◆ Assigned task: Reproduce precisely the lines between the start of the data below and the line with "let value: Value", both included.

Saved data entries:
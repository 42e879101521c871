//! Deserializable representation of `data/taxonomies.json`.
//!
//! The types mirror the taxonomy catalog schema. Use `TaxonomyIndex` for
//! validated lookups; use these structs when the raw catalog surface (member
//! descriptions, derivation roots) is required.

use crate::taxonomy::identity::{EventTypeName, MemberName, Taxonomy};
use serde::Deserialize;

#[derive(Clone, Debug, Deserialize)]
/// Full taxonomy catalog as stored on disk.
pub struct TaxonomyCatalog {
    pub schema_version: String,
    pub taxonomies: Vec<TaxonomyDefinition>,
}

#[derive(Clone, Debug, Deserialize)]
/// One capability taxonomy and its members.
pub struct TaxonomyDefinition {
    pub key: Taxonomy,
    /// Name used in documentation cross-references, e.g. `CacheFlag` in
    /// `{@link CacheFlag#MEMBER_OVERRIDES}`.
    pub reference_name: String,
    #[serde(default)]
    pub description: Option<String>,
    pub members: Vec<Member>,
}

#[derive(Clone, Debug, Deserialize)]
pub struct Member {
    pub name: MemberName,
    #[serde(default)]
    pub description: Option<String>,
    /// Event types (and therefore all their subtypes) that need this member.
    #[serde(default)]
    pub events: Vec<EventTypeName>,
}
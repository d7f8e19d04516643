use std::fs;
use std::path::{Path, PathBuf};

use serde_json::{Map, Value};
use tracing::debug;

use super::{Environment, WorkflowError};

/// A stage's input template: a JSON object whose keys pass through to every
/// unit unless the stage substitutes them.
#[derive(Debug, Clone, Default, PartialEq)]
pub struct InputTemplate {
    source: PathBuf,
    values: Map<String, Value>,
}

impl InputTemplate {
    /// Read a template file. The document must be a JSON object.
    pub fn from_path<P: AsRef<Path>>(path: P) -> Result<Self, WorkflowError> {
        let path = path.as_ref();
        let contents = fs::read_to_string(path).map_err(|source| WorkflowError::Io {
            path: path.to_path_buf(),
            source,
        })?;
        let value: Value = serde_json::from_str(&contents).map_err(|source| WorkflowError::Json {
            path: path.to_path_buf(),
            source,
        })?;
        Self::from_value(path, value)
    }

    /// Wrap an already parsed document.
    pub fn from_value<P: AsRef<Path>>(source: P, value: Value) -> Result<Self, WorkflowError> {
        match value {
            Value::Object(values) => Ok(Self {
                source: source.as_ref().to_path_buf(),
                values,
            }),
            _ => Err(WorkflowError::TemplateNotObject {
                path: source.as_ref().to_path_buf(),
            }),
        }
    }

    /// Template for `stage`, with environment runtime inputs merged over it.
    ///
    /// `explicit` wins over `{template_dir}/input_templates/{stage}.inputs_template.json`.
    /// Runtime inputs live at `{template_dir}/templates/{hpc|aws|gcp}/{stage}.runtime_inputs.json`
    /// and are optional.
    pub fn for_stage(
        stage: &str,
        explicit: Option<&Path>,
        template_dir: &Path,
        environment: Environment,
    ) -> Result<Self, WorkflowError> {
        let path = match explicit {
            Some(path) => path.to_path_buf(),
            None => template_dir
                .join("input_templates")
                .join(format!("{stage}.inputs_template.json")),
        };
        let mut template = Self::from_path(&path)?;

        let runtime = template_dir
            .join("templates")
            .join(environment.runtime_folder())
            .join(format!("{stage}.runtime_inputs.json"));
        if runtime.is_file() {
            debug!(path = %runtime.display(), "merging runtime inputs");
            template.merge(Self::from_path(&runtime)?);
        }
        Ok(template)
    }

    /// Overlay `other`'s keys onto this template.
    pub fn merge(&mut self, other: InputTemplate) {
        self.values.extend(other.values);
    }

    /// Where the template was read from.
    pub fn source(&self) -> &Path {
        &self.source
    }

    /// Raw key/value map.
    pub fn values(&self) -> &Map<String, Value> {
        &self.values
    }

    /// Value under `key`.
    pub fn get(&self, key: &str) -> Option<&Value> {
        self.values.get(key)
    }

    /// True when `key` is present.
    pub fn contains(&self, key: &str) -> bool {
        self.values.contains_key(key)
    }

    /// String value under `key`, or a configuration error naming the key.
    pub fn require_str(&self, key: &str) -> Result<&str, WorkflowError> {
        match self.values.get(key) {
            Some(Value::String(text)) => Ok(text),
            Some(_) => Err(WorkflowError::Config(format!(
                "template key '{key}' in {} must be a string",
                self.source.display()
            ))),
            None => Err(self.missing(key)),
        }
    }

    pub(crate) fn missing(&self, key: &str) -> WorkflowError {
        WorkflowError::MissingTemplateKey {
            key: key.to_string(),
            template: self.source.clone(),
        }
    }
}

#[cfg(test)]
mod tests {
    use super::*;
    use serde_json::json;

    #[test]
    fn rejects_non_objects() {
        let err = InputTemplate::from_value("t.json", json!([1, 2])).unwrap_err();
        assert!(matches!(err, WorkflowError::TemplateNotObject { .. }));
    }

    #[test]
    fn runtime_inputs_override_template() {
        let dir = tempfile::tempdir().unwrap();
        let inputs = dir.path().join("input_templates");
        let runtime = dir.path().join("templates").join("hpc");
        fs::create_dir_all(&inputs).unwrap();
        fs::create_dir_all(&runtime).unwrap();
        fs::write(
            inputs.join("mapping.inputs_template.json"),
            r#"{"Mapping.reference": "hg38.fa", "Mapping.threads": 4}"#,
        )
        .unwrap();
        fs::write(
            runtime.join("mapping.runtime_inputs.json"),
            r#"{"Mapping.threads": 16}"#,
        )
        .unwrap();

        let template =
            InputTemplate::for_stage("mapping", None, dir.path(), Environment::Swarm).unwrap();
        assert_eq!(template.get("Mapping.threads"), Some(&json!(16)));
        assert_eq!(template.require_str("Mapping.reference").unwrap(), "hg38.fa");

        let gcp = InputTemplate::for_stage("mapping", None, dir.path(), Environment::Gcp).unwrap();
        assert_eq!(gcp.get("Mapping.threads"), Some(&json!(4)));
    }

    #[test]
    fn missing_key_names_the_template() {
        let template = InputTemplate::from_value("h.json", json!({})).unwrap();
        let err = template.require_str("Harmonize.project").unwrap_err();
        assert!(err.to_string().contains("Harmonize.project"));
    }
}
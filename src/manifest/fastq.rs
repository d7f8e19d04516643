use std::collections::BTreeSet;
use std::fs;
use std::path::Path;
use std::sync::OnceLock;

use regex::Regex;
use tracing::warn;

use super::{Manifest, ManifestError};

const NOT_AVAILABLE: &str = "N/A";

// `_R1_`, `.R2.`, `_R1.` ...
fn paired_end_marker() -> &'static Regex {
    static MARKER: OnceLock<Regex> = OnceLock::new();
    MARKER.get_or_init(|| Regex::new(r"[._]R\d[._]").expect("paired-end pattern is valid"))
}

fn basename(path: &str) -> &str {
    Path::new(path)
        .file_name()
        .and_then(|name| name.to_str())
        .unwrap_or(path)
}

/// Sample run ID: the fastq basename up to the first `_`.
pub fn extract_sample_run_id(fastq_path: &str) -> String {
    basename(fastq_path)
        .split('_')
        .next()
        .unwrap_or_default()
        .to_string()
}

/// Lane ID: everything in the basename before the last paired-end marker.
///
/// `I3-98765_S23_L001_R1_001.fastq.gz` and `I3-98765_S23_L001.R1.001.fastq.gz`
/// both give `I3-98765_S23_L001`. Returns `N/A` when there is no marker.
pub fn extract_sample_lane_id(fastq_path: &str) -> String {
    let name = basename(fastq_path);
    let marker = paired_end_marker();

    let mut last = None;
    let mut from = 0;
    while let Some(found) = marker.find_at(name, from) {
        last = Some(found.start());
        from = found.start() + 1;
    }

    match last {
        Some(end) => name[..end].to_string(),
        None => NOT_AVAILABLE.to_string(),
    }
}

/// Paired end (`R1`, `R2`, ...) from the first paired-end marker, or `N/A`.
pub fn extract_sample_paired_end(fastq_path: &str) -> String {
    paired_end_marker()
        .find(basename(fastq_path))
        .map(|found| found.as_str().trim_matches(|c| c == '.' || c == '_').to_string())
        .unwrap_or_else(|| NOT_AVAILABLE.to_string())
}

/// One fastq file attributed to a sample.
#[derive(Debug, Clone, PartialEq, Eq)]
pub struct FastqEntry {
    /// Sample the run belongs to.
    pub sample_id: String,
    /// Fastq location as listed.
    pub location: String,
}

impl FastqEntry {
    /// Lane ID of this file.
    pub fn lane_id(&self) -> String {
        extract_sample_lane_id(&self.location)
    }

    /// Paired end of this file.
    pub fn paired_end(&self) -> String {
        extract_sample_paired_end(&self.location)
    }
}

/// Fastq files joined to manifest samples.
#[derive(Debug, Clone, Default)]
pub struct FastqTable {
    entries: Vec<FastqEntry>,
}

impl FastqTable {
    /// Read a fastq file-of-files (one path per line).
    pub fn from_path<P: AsRef<Path>>(path: P, manifest: &Manifest) -> Result<Self, ManifestError> {
        let path = path.as_ref();
        let contents = fs::read_to_string(path).map_err(|source| ManifestError::Io {
            path: path.to_path_buf(),
            source,
        })?;
        Ok(Self::from_locations(
            contents.lines().map(str::trim).filter(|line| !line.is_empty()),
            manifest,
        ))
    }

    /// Attribute each location to a sample through the manifest's run IDs.
    ///
    /// Locations whose run ID is not in the manifest are dropped.
    pub fn from_locations<'a, I>(locations: I, manifest: &Manifest) -> Self
    where
        I: IntoIterator<Item = &'a str>,
    {
        let run_map = manifest.sample_run_id_map();
        let mut entries = Vec::new();
        for location in locations {
            let run_id = extract_sample_run_id(location);
            match run_map.get(&run_id) {
                Some(sample_id) => entries.push(FastqEntry {
                    sample_id: sample_id.clone(),
                    location: location.to_string(),
                }),
                None => warn!(location, run_id = %run_id, "fastq run ID not found in manifest, skipping"),
            }
        }
        Self { entries }
    }

    /// All entries in input order.
    pub fn entries(&self) -> &[FastqEntry] {
        &self.entries
    }

    /// Entries of one sample, in input order.
    pub fn for_sample<'a>(&'a self, sample_id: &'a str) -> impl Iterator<Item = &'a FastqEntry> + 'a {
        self.entries
            .iter()
            .filter(move |entry| entry.sample_id == sample_id)
    }

    /// Distinct samples with at least one fastq file.
    pub fn sample_ids(&self) -> BTreeSet<String> {
        self.entries
            .iter()
            .map(|entry| entry.sample_id.clone())
            .collect()
    }

    /// Number of entries.
    pub fn len(&self) -> usize {
        self.entries.len()
    }

    /// True when no fastq was attributed to a sample.
    pub fn is_empty(&self) -> bool {
        self.entries.is_empty()
    }
}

◆ Response:
repository 42e879101521c871
//! Deserializable representation of `data/taxonomies.json`.
//!
//! The types mirror the taxonomy catalog schema. Use `TaxonomyIndex` for
//! validated lookups; use these structs when the raw catalog surface (member
//! descriptions, derivation roots) is required.

use crate::taxonomy::identity::{EventTypeName, MemberName, Taxonomy};
use serde::Deserialize;

#[derive(Clone, Debug, Deserialize)]
/// Full taxonomy catalog as stored on disk.
pub struct TaxonomyCatalog {
    pub schema_version: String,
    pub taxonomies: Vec<TaxonomyDefinition>,
}

#[derive(Clone, Debug, Deserialize)]
/// One capability taxonomy and its members.
pub struct TaxonomyDefinition {
    pub key: Taxonomy,
    /// Name used in documentation cross-references, e.g. `CacheFlag` in
    /// `{@link CacheFlag#MEMBER_OVERRIDES}`.
    pub reference_name: String,
    #[serde(default)]
    pub description: Option<String>,
    pub members: Vec<Member>,
}

#[derive(Clone, Debug, Deserialize)]
pub struct Member {
    pub name: MemberName,
    #[serde(default)]
    pub description: Option<String>,
    /// Event types (and therefore all their subtypes) that need this member.
    #[serde(default)]
    pub events: Vec<EventTypeName>,
}
repository d7f8e19d04516643
use std::fs;
use std::path::{Path, PathBuf};

use serde_json::{Map, Value};
use tracing::debug;

use super::{Environment, WorkflowError};

/// A stage's input template: a JSON object whose keys pass through to every
/// unit unless the stage substitutes them.
#[derive(Debug, Clone, Default, PartialEq)]
pub struct InputTemplate {
    source: PathBuf,
    values: Map<String, Value>,
}

impl InputTemplate {
    /// Read a template file. The document must be a JSON object.
    pub fn from_path<P: AsRef<Path>>(path: P) -> Result<Self, WorkflowError> {
        let path = path.as_ref();
        let contents = fs::read_to_string(path).map_err(|source| WorkflowError::Io {
            path: path.to_path_buf(),
            source,
        })?;
        let value: Value = serde_json::from_str(&contents).map_err(|source| WorkflowError::Json {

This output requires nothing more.